Are you sure NICs are connected at power on?

If all of that is true, I'd like to ask another question
Before upgrading your esxi hosts to 7.0.1 did you check the compatibility matrix to make sure drivers are compatible with your hardware?

0 Kudos
StefanS_hyperic
Contributor
Contributor

Hi @nachogonzalez 
The hardware is compatible with 7.x, in version 7.0 we didn't see this problem, only after upgrading to 7.0.1.

>>Are you sure VMs are on the same VLAN as the DHCP server?
DHCP server and client are in different VLans, this construct has worked for more than 10 years without any problems.
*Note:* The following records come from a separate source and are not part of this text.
//! Per-contract event catalogs.
//!
//! A [`SmartContract`] holds an immutable lookup table built once at startup,
//! keyed by `(topic0, topic count)`. Two overloads of an event that share a
//! name but differ in indexed-parameter count therefore dispatch to different
//! entries, and a log whose topic layout matches no entry is skipped rather
//! than misdecoded.

use std::collections::HashMap;

use alloy_primitives::{hex, B256};
use anyhow::{bail, Context, Result};

use crate::abi::{self, ParamType, Token};
use crate::chain::ThetaLog;
use crate::events::DomainEvent;

/// Turns the decoded fields of one log into a normalized [`DomainEvent`].
pub type Handler = Box<dyn Fn(&Fields) -> Result<DomainEvent> + Send + Sync>;

pub struct EventParam {
    pub name: &'static str,
    pub kind: ParamType,
    pub indexed: bool,
}

/// One event as declared in a contract's ABI, plus its handler.
pub struct EventAbi {
    pub name: &'static str,
    pub inputs: Vec<EventParam>,
    pub handler: Handler,
}

/// A watched contract: its lowercase address and the events to decode.
pub struct ContractDefinition {
    pub name: &'static str,
    pub address: &'static str,
    pub events: Vec<EventAbi>,
}

/// Decoded parameters of one log, addressable by declared name.
pub struct Fields(Vec<(&'static str, Token)>);

impl Fields {
    fn get(&self, name: &str) -> Result<&Token> {
        self.0
            .iter()
            .find(|(n, _)| *n == name)
            .map(|(_, token)| token)
            .with_context(|| format!("event field `{}` missing", name))
    }

    pub fn address(&self, name: &str) -> Result<alloy_primitives::Address> {
        self.get(name)?
            .as_address()
            .with_context(|| format!("event field `{}` is not an address", name))
    }

    pub fn uint(&self, name: &str) -> Result<alloy_primitives::U256> {
        self.get(name)?
            .as_uint()
            .with_context(|| format!("event field `{}` is not a uint", name))
    }

    pub fn uint8(&self, name: &str) -> Result<u8> {
        let value = self.uint(name)?;
        let limbs = value.as_limbs();
        if limbs[1] != 0 || limbs[2] != 0 || limbs[3] != 0 || limbs[0] > u8::MAX as u64 {
            bail!("event field `{}` does not fit in u8", name);
        }
        Ok(limbs[0] as u8)
    }

    pub fn flag(&self, name: &str) -> Result<bool> {
        self.get(name)?
            .as_bool()
            .with_context(|| format!("event field `{}` is not a bool", name))
    }

    pub fn string(&self, name: &str) -> Result<String> {
        Ok(self
            .get(name)?
            .as_string()
            .with_context(|| format!("event field `{}` is not a string", name))?
            .to_string())
    }

    pub fn string_array(&self, name: &str) -> Result<Vec<String>> {
        Ok(self
            .get(name)?
            .as_string_array()
            .with_context(|| format!("event field `{}` is not a string[]", name))?
            .to_vec())
    }
}

/// One catalog entry, with the declaration split into topic and data halves.
pub struct ContractEvent {
    pub name: &'static str,
    pub signature: String,
    pub topic: B256,
    /// topic0 plus one topic per indexed parameter.
    pub topic_count: usize,
    topic_fields: Vec<(&'static str, ParamType)>,
    data_fields: Vec<(&'static str, ParamType)>,
    handler: Handler,
}

impl ContractEvent {
    fn new(abi: EventAbi) -> Self {
        let kinds: Vec<ParamType> = abi.inputs.iter().map(|p| p.kind).collect();
        let signature = abi::event_signature(abi.name, &kinds);
        let topic = abi::event_topic(abi.name, &kinds);
        let mut topic_fields = Vec::new();
        let mut data_fields = Vec::new();
        for param in &abi.inputs {
            if param.indexed {
                topic_fields.push((param.name, param.kind));
            } else {
                data_fields.push((param.name, param.kind));
            }
        }
        ContractEvent {
            name: abi.name,
            signature,
            topic,
            topic_count: topic_fields.len() + 1,
            topic_fields,
            data_fields,
            handler: abi.handler,
        }
    }

    /// Decodes a log already matched to this entry by `(topic0, topic count)`.
    fn decode(&self, log: &ThetaLog) -> Result<DomainEvent> {
        let raw = hex::decode(&log.data)
            .with_context(|| format!("{}: log data is not hex", self.name))?;
        let kinds: Vec<ParamType> = self.data_fields.iter().map(|(_, k)| *k).collect();
        let tokens = abi::decode(&kinds, &raw)
            .with_context(|| format!("{}: malformed log data", self.name))?;

        let mut fields = Vec::with_capacity(self.topic_fields.len() + tokens.len());
        for (i, (name, kind)) in self.topic_fields.iter().enumerate() {
            let token = abi::decode_topic(*kind, &log.topics[i + 1])
                .with_context(|| format!("{}: malformed topic `{}`", self.name, name))?;
            fields.push((*name, token));
        }
        for ((name, _), token) in self.data_fields.iter().zip(tokens) {
            fields.push((*name, token));
        }
        (self.handler)(&Fields(fields))
    }
}

/// A watched contract with its immutable dispatch table.
pub struct SmartContract {
    pub name: &'static str,
    pub address: &'static str,
    events: HashMap<(B256, usize), ContractEvent>,
}

impl SmartContract {
    /// Builds the dispatch table, failing fast on any key collision.
    pub fn new(definition: ContractDefinition) -> Result<Self> {
        let mut events = HashMap::new();
        for abi in definition.events {
            let event = ContractEvent::new(abi);
            let key = (event.topic, event.topic_count);
            if let Some(existing) = events.insert(key, event) {
                bail!(
                    "{}: events `{}` and `{}` share topic {} with {} topics",
                    definition.name,
                    existing.name,
                    events[&key].name,
                    key.0,
                    key.1
                );
            }
        }
        Ok(SmartContract {
            name: definition.name,
            address: definition.address,
            events,
        })
    }

    /// Decodes a log emitted by this contract. `Ok(None)` means the log's
    /// topic layout matches no cataloged event and should be skipped; `Err`
    /// means a matched log failed to decode and the scan must halt.
    pub fn decode(&self, log: &ThetaLog) -> Result<Option<DomainEvent>> {
        let topic0 = match log.topics.first() {
            Some(t) => *t,
            None => return Ok(None),
        };
        match self.events.get(&(topic0, log.topics.len())) {
            Some(event) => event.decode(log).map(Some),
            None => Ok(None),
        }
    }

    #[cfg(test)]
    pub fn event_names(&self) -> Vec<&'static str> {
        self.events.values().map(|e| e.name).collect()
    }
}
>>Are you sure NICs are connected at power on?
Yes

>>Before upgrading your esxi hosts to 7.0.1 did you check the compatibility matrix to make sure drivers are compatible with your hardware?
Also yes

As already mentioned, we have two identical clusters with identical hardware, the only difference we are currently seeing with this problem is the different OS version of the DHCP server.

0 Kudos
nachogonzalez
Commander
Commander

Are the W2019 and W2012 DHCP servers virtual?
If so which VM Nics do they have?

0 Kudos
StefanS_hyperic
Contributor
Contributor

@nachogonzalez 
yes, all DHCP servers (Windows DC) are virtual.

Windows 2021R2 = E1000E
Windows 2019 = E1000E

All DHCP servers have static IP addresses.
All servers, including the DHCP server, that have a static IP address could be reached via the network.
Only the clients with DHCP had problems getting an IP address. Either the DHCP client itself has a problem or there is a problem in the Vmware network stack.
Interestingly, the problem can be solved by alternately activating either the DHCP back server or the master DHCP, depending on who has a problem.

0 Kudos
nachogonzalez
Commander
Commander

Please try changing the VMNICs to VMXNET3 and updating VMware tools to the latest version.
There are known issues with windows hosts and E1000 interfaces.

0 Kudos
StefanS_hyperic
Contributor
Contributor

OK,
but how does that explain this behavior?

Short info.
Restarting the DHCP clients or the affected DHCP server does not help either, the only thing that helps is activating a "different" DHCP server.
All OSs with DHCP * .nix and Windows are affected.

0 Kudos
nachogonzalez
Commander
Commander

Honestly, I don't think this has to do with VMware itself.

Why don't you do this test:

Place one DHCP client on the same VLAN as one of the windows DHCP servers and that way you will be able to see if the problem is with the DHCP servers or with VMware. 

0 Kudos
StefanS_hyperic
Contributor
Contributor

Small correction, there is a Windows 10 client in the same subnet / Vlan as the DHCP server and that too had lost the IP after the lease expired or was no longer available.
It must have something to do with the update.
"Before" everything OK, during the update and afterwards this problem.
You don't see any problems on the DHCP server, no network error nothing. It looks like they don't get a DHCP request.
You are very surprised when all of a sudden 80% of the servers are missing because they can no longer renew your IP and thus cannot be reached.

0 Kudos
nachogonzalez
Commander
Commander

Hey, hope you are doing fine
sorry for the late response

coming back on the E1000e Nics

https://kb.vmware.com/s/article/2109922

This KB will shed some light on the issue.

Additionally, have you reviewed event viewer on the windows servers?
What does it say?

0 Kudos